Courtesy of Dr. Karletta Chief

Yesterday, President Robbins announced the creation of the AIR/Haury Indigenous Resilience Center (IRC), an interdisciplinary center that will advance tribal communities’ resilience goals and respond to environmental challenges. Committed to respecting Native Nations' sovereignty and traditional knowledge, UArizona will consult with tribal leaders to develop the center. The IRC will be part of the Arizona Institutes for Resilience (AIR) and will be led by Dr. Karletta Chief. Read the announcement.

The IRC will conduct community-driven, place-based tribal research, engage in outreach to tribal communities, and teach Indigenous resilience and Knowledge and Native science. It also will be a hub for campus collaboration and its faculty will mentor Native and Indigenous undergraduate and graduate STEM students. The outreach work will expand the impact of UArizona’s tribal extension agents and Indian Cooperative Extension. 

The timing of the new Center is superb, and UArizona is the right place for this work.

UArizona is already known for its exceptional work in water, climate change, drought, resilience, and Native and Indigenous education and research. Indeed, no other university has this combination of superb people and programs devoted to these ends. UArizona also is the state’s only land grant University: outreach that addresses community needs is core to our identity.
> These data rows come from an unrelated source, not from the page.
use std::path::{Path, PathBuf};
use std::str::FromStr;

use crate::error::FlowError;
use crate::models::{DaySnapshot, Settings};

use super::flow::{compute_positions, PositionRecord};

#[derive(Debug, Clone, Copy, PartialEq, Eq)]
pub enum ExportFormat {
    Json,
    Csv,
}

impl ExportFormat {
    fn extension(&self) -> &'static str {
        match self {
            ExportFormat::Json => "json",
            ExportFormat::Csv => "csv",
        }
    }
}

impl FromStr for ExportFormat {
    type Err = String;

    fn from_str(s: &str) -> Result<Self, Self::Err> {
        match s.to_lowercase().as_str() {
            "json" => Ok(ExportFormat::Json),
            "csv" => Ok(ExportFormat::Csv),
            other => Err(format!("unsupported export format: {}", other)),
        }
    }
}

/// Writes the day's computed layout into `export_dir` and returns the file path.
pub fn export_layout(
    snapshot: &DaySnapshot,
    settings: &Settings,
    format: ExportFormat,
    export_dir: &Path,
) -> Result<String, String> {
    let records = compute_positions(snapshot, settings)?;

    std::fs::create_dir_all(export_dir).map_err(|e| e.to_string())?;
    let stem = format!(
        "patternflow_{}_{}",
        snapshot.date.format("%Y%m%d"),
        chrono::Utc::now().format("%H%M%S%3f")
    );
    let export_path = unique_export_path(export_dir, &stem, format.extension());

    match format {
        ExportFormat::Json => {
            let export = serde_json::json!({
                "version": settings.version,
                "exported_at": chrono::Utc::now().to_rfc3339(),
                "date": snapshot.date,
                "canvas": settings.canvas_size(),
                "positions": records,
            });
            let content = serde_json::to_string_pretty(&export).map_err(|e| e.to_string())?;
            std::fs::write(&export_path, content).map_err(|e| e.to_string())?;
        }
        ExportFormat::Csv => {
            write_csv(&export_path, &records).map_err(|e| e.to_string())?;
        }
    }

    log::info!("[Export] wrote {} positions to {}", records.len(), export_path.display());
    Ok(export_path.to_string_lossy().to_string())
}

/// `<stem>.<ext>`, or `<stem>-N.<ext>` for the first N that is not taken.
fn unique_export_path(dir: &Path, stem: &str, extension: &str) -> PathBuf {
    let mut path = dir.join(format!("{}.{}", stem, extension));
    let mut n = 1;
    while path.exists() {
        path = dir.join(format!("{}-{}.{}", stem, n, extension));
        n += 1;
    }
    path
}

fn write_csv(path: &Path, records: &[PositionRecord]) -> Result<(), FlowError> {
    let mut writer = csv::Writer::from_path(path)?;
    for record in records {
        writer.serialize(record)?;
    }
    writer.flush().map_err(|e| FlowError::io(path, e))?;
    Ok(())
}

#[cfg(test)]
mod tests {
    use super::*;
    use crate::models::{Cascade, Pattern, PatternCategory};
    use chrono::{NaiveDate, Utc};

    fn snapshot() -> DaySnapshot {
        let a = Pattern::new("Crowded bus", PatternCategory::Sensory, 8, Utc::now());
        let b = Pattern::new("Headache", PatternCategory::PhysicalSleep, 5, Utc::now());
        DaySnapshot {
            date: NaiveDate::from_ymd_opt(2026, 3, 14).unwrap(),
            cascades: vec![Cascade::new(a.id, b.id, 0.9)],
            patterns: vec![a, b],
        }
    }

    #[test]
    fn parses_format_names() {
        assert_eq!("CSV".parse::<ExportFormat>().unwrap(), ExportFormat::Csv);
        assert_eq!("json".parse::<ExportFormat>().unwrap(), ExportFormat::Json);
        assert!("xml".parse::<ExportFormat>().is_err());
    }

    #[test]
    fn csv_export_has_header_and_rows() {
        let dir = tempfile::tempdir().unwrap();
        let path = export_layout(&snapshot(), &Settings::default(), ExportFormat::Csv, dir.path()).unwrap();
        assert!(path.ends_with(".csv"));

        let content = std::fs::read_to_string(&path).unwrap();
        let mut lines = content.lines();
        assert_eq!(lines.next(), Some("pattern_id,pattern_type,category,column,x,y"));
        assert_eq!(lines.count(), 2);
    }

    #[test]
    fn json_export_lists_positions() {
        let dir = tempfile::tempdir().unwrap();
        let path = export_layout(&snapshot(), &Settings::default(), ExportFormat::Json, dir.path()).unwrap();
        let value: serde_json::Value = serde_json::from_str(&std::fs::read_to_string(&path).unwrap()).unwrap();
        assert_eq!(value["date"], "2026-03-14");
        assert_eq!(value["positions"].as_array().unwrap().len(), 2);
    }

    #[test]
    fn back_to_back_exports_do_not_overwrite() {
        let dir = tempfile::tempdir().unwrap();
        let first = export_layout(&snapshot(), &Settings::default(), ExportFormat::Json, dir.path()).unwrap();
        let second = export_layout(&snapshot(), &Settings::default(), ExportFormat::Json, dir.path()).unwrap();
        assert_ne!(first, second);
        assert_eq!(std::fs::read_dir(dir.path()).unwrap().count(), 2);
    }

    #[test]
    fn taken_names_get_a_suffix() {
        let dir = tempfile::tempdir().unwrap();
        std::fs::write(dir.path().join("patternflow_x.csv"), "").unwrap();
        std::fs::write(dir.path().join("patternflow_x-1.csv"), "").unwrap();
        assert_eq!(unique_export_path(dir.path(), "patternflow_x", "csv"), dir.path().join("patternflow_x-2.csv"));
    }
}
And we understand that effective community impact requires community-driven solutions and respectful tribal engagement.

The current moment is one of unparalleled resilience perils that have had major adverse impacts for Native and Indigenous communities. The lack of clean water access for many homes across the Navajo Nation –to take one powerful example– exacerbated the impact of the pandemic there.  The need for clean water access, among other resilience issues facing the tribes in a time of drought and climate change, will not end with the pandemic.

UArizona can and must work together to become an even stronger and more effective place for tribal resilience education, research, and outreach. The IRC will leverage our expertise in service of these goals, allow for greater collaboration across disciplines and programs, and help assure that our work is led by, and responsive to Native and Indigenous leadership, governance, and traditions.